Since launch, the biggest technology powering devRant has always been our graph database. It's been fun discussing that technology with many of you. Now, we're excited to bring this technology to everyone in the form of a very simple REST API that you can use to quickly build projects that include real-time recommendations and activity feeds. Tim and I are really looking forward to hopefully seeing members of the community make really cool and unique things with the API.
Pipeless has a free plan where you get 75,000 API calls/month and 75,000 items stored. We think this is a solid amount of calls/storage to test out and even build cool projects/features with the API. Additionally, as a thanks for continued support, for devRant++ subscribers who were subscribed before this announcement was posted, we will give some bonus calls/data storage. If you'd like that special bonus, you can just let me know in the comments (as long as your devRant email is the same as Pipeless account email) or feel free to email me (david@hexicallabs.com).
Lastly, and also related, we think Pipeless is going to help us fulfill one of the biggest pieces of feedback we’ve heard from the community. Now, it is going to be our goal to open source the various components of devRant. Although there’s been a few reasons stated in the past for why we haven’t done that, one of the biggest reasons was always the highly proprietary and complicated nature of our backend storage systems. But now, with Pipeless, it will allow us to start moving data there, and then everyone has access to the same system/technology that is powering the devRant backend. The first step for this transition was building the new “subscribed” feed completely on top of Pipeless. We will be following up with more details about this open sourcing effort soon, and we’re very excited for it and we think the community will be too.
Anyway, thank you for reading this and we are really looking forward to everyone’s feedback and seeing what members of the community create with the service. If you’re looking for a very simple way to get started, we have a full sample dataset (1 click to import!) with a tutorial that Tim put together (https://docs.pipeless.io/docs/...) and a full dev portal/documentation (https://docs.pipeless.io).
Let us know if you have any questions and thanks everyone!
- David & Tim (@dfox & @trogus)53 -
Okay, story time.
Back during 2016, I decided to do a little experiment to test the viability of multithreading in a JavaScript server stack, and I'm not talking about the Node.js way of queuing I/O on background threads, or about WebWorkers that box and convert your arguments to JSON and back during a simple call across two JS contexts.
I'm talking about JavaScript code running concurrently on all cores. I'm talking about replacing the god-awful single-threaded event loop of ECMAScript – the biggest bottleneck in software history – with an honest-to-god, lock-free thread-pool scheduler that executes JS code in parallel, on all cores.
I'm talking about concurrent access to shared mutable state – a big, rightfully-hated mess when done badly – in JavaScript.

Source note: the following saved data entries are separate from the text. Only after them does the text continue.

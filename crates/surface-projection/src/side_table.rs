//! Canonical-reference side table.
//!
//! A pre-pass over the raw parsed document that indexes every object
//! carrying a `canonicalReference` string, by descending `members` arrays
//! (the same recursion shape as the typed tree, over generic JSON). Built
//! once per request from the same document instance that feeds the typed
//! loader; the projector joins against it by reference string.

use serde_json::Value;
use std::collections::HashMap;

/// Reference-keyed index into the raw document.
///
/// Borrows from the document; the table never outlives the request.
#[derive(Debug)]
pub struct SideTable<'a> {
    entries: HashMap<&'a str, &'a Value>,
}

impl<'a> SideTable<'a> {
    /// Walk the document and index every canonical reference in it.
    pub fn build(doc: &'a Value) -> Self {
        let mut entries = HashMap::new();
        index_into(doc, &mut entries);
        Self { entries }
    }

    /// Raw JSON object for a canonical reference, if the document has one.
    pub fn get(&self, canonical_reference: &str) -> Option<&'a Value> {
        self.entries.get(canonical_reference).copied()
    }

    pub fn len(&self) -> usize {
        self.entries.len()
    }

    pub fn is_empty(&self) -> bool {
        self.entries.is_empty()
    }
}

fn index_into<'a>(value: &'a Value, entries: &mut HashMap<&'a str, &'a Value>) {
    let Some(obj) = value.as_object() else {
        return;
    };
    if let Some(reference) = obj.get("canonicalReference").and_then(Value::as_str) {
        entries.insert(reference, value);
    }
    if let Some(members) = obj.get("members").and_then(Value::as_array) {
        for member in members {
            index_into(member, entries);
        }
    }
}
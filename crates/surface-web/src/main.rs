//! Surface Inspector web server.
//!
//! One JSON endpoint: POST an `.api.json` document to `/api/inspect` and
//! receive the projected view tree, or a `success:false` envelope with a
//! short message.

mod error;
mod routes;

use axum::{
    extract::DefaultBodyLimit,
    routing::{get, post},
    Router,
};
use std::net::SocketAddr;
use tower_http::{
    cors::{Any, CorsLayer},
    trace::TraceLayer,
};
use tracing_subscriber::{layer::SubscriberExt, util::SubscriberInitExt};

#[tokio::main]
async fn main() -> Result<(), Box<dyn std::error::Error>> {
    tracing_subscriber::registry()
        .with(
            tracing_subscriber::EnvFilter::try_from_default_env()
                .unwrap_or_else(|_| "surface_web=debug,tower_http=debug".into()),
        )
        .with(tracing_subscriber::fmt::layer())
        .init();

    tracing::info!("Starting Surface Inspector web server");

    // CORS for development
    let cors = CorsLayer::new()
        .allow_origin(Any)
        .allow_methods(Any)
        .allow_headers(Any);

    let app = Router::new()
        .route("/", get(routes::usage))
        .route("/api/inspect", post(routes::inspect::inspect))
        // The handler answers oversized bodies with the envelope, so the
        // framework limit sits above the application ceiling.
        .layer(DefaultBodyLimit::max(error::MAX_BODY_BYTES * 2))
        .layer(TraceLayer::new_for_http())
        .layer(cors);

    let port: u16 = std::env::var("SERVER_PORT")
        .ok()
        .and_then(|p| p.parse().ok())
        .unwrap_or(3000);
    let addr = SocketAddr::from(([0, 0, 0, 0], port));

    tracing::info!("Surface Inspector running on http://{}", addr);
    tracing::info!("  POST /api/inspect  - project an .api.json document");

    let listener = match tokio::net::TcpListener::bind(addr).await {
        Ok(l) => l,
        Err(e) => {
            tracing::error!("Failed to bind to {}: {}", addr, e);
            return Err(format!("Failed to bind to {}: {}", addr, e).into());
        }
    };

    if let Err(e) = axum::serve(listener, app).await {
        tracing::error!("Server error: {}", e);
        return Err(format!("Server error: {}", e).into());
    }

    Ok(())
}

This rant is about the many mistakes I made at the time, specifically the biggest – but not the first – of which: publishing some preliminary results very early on.
Every time I showed my work to a JavaScript developer, I'd get negative feedback. Like, unjustified hatred and immediate denial, or outright rejection of the entire concept. Some were even adamantly trying to discourage me from this project.
So I posted a sarcastic question to the Software Engineering Stack Exchange, which was originally worded differently to reflect my frustration, but was later edited by mods to be more serious.
You can see the responses for yourself here: https://goo.gl/poHKpK
Most of the serious answers were along the lines of "multithreading is hard". The top voted response started with this statement: "1) Multithreading is extremely hard, and unfortunately the way you've presented this idea so far implies you're severely underestimating how hard it is."
While I'll admit that my presentation was initially lacking, I later made an entire page to explain the synchronisation mechanism in place, and you can read more about it here, if you're interested:
http://nexusjs.com/architecture/
But what really shocked me was that I had never understood the mindset that all the naysayers adopted until I read that response.
Because the bottom-line of that entire response is an argument: an argument against change.
The average JavaScript developer doesn't want a multithreaded server platform for JavaScript because it means a change of the status quo.
And this is exactly why I started this project. I wanted a highly performant JavaScript platform for servers that's more suitable for real-time applications like transcoding, video streaming, and machine learning.
Nexus does not and will not hold your hand. It will not repeat Node's mistakes and give you nice ways to shoot yourself in the foot later, like `process.on('uncaughtException', ...)` for a catch-all global error handling solution.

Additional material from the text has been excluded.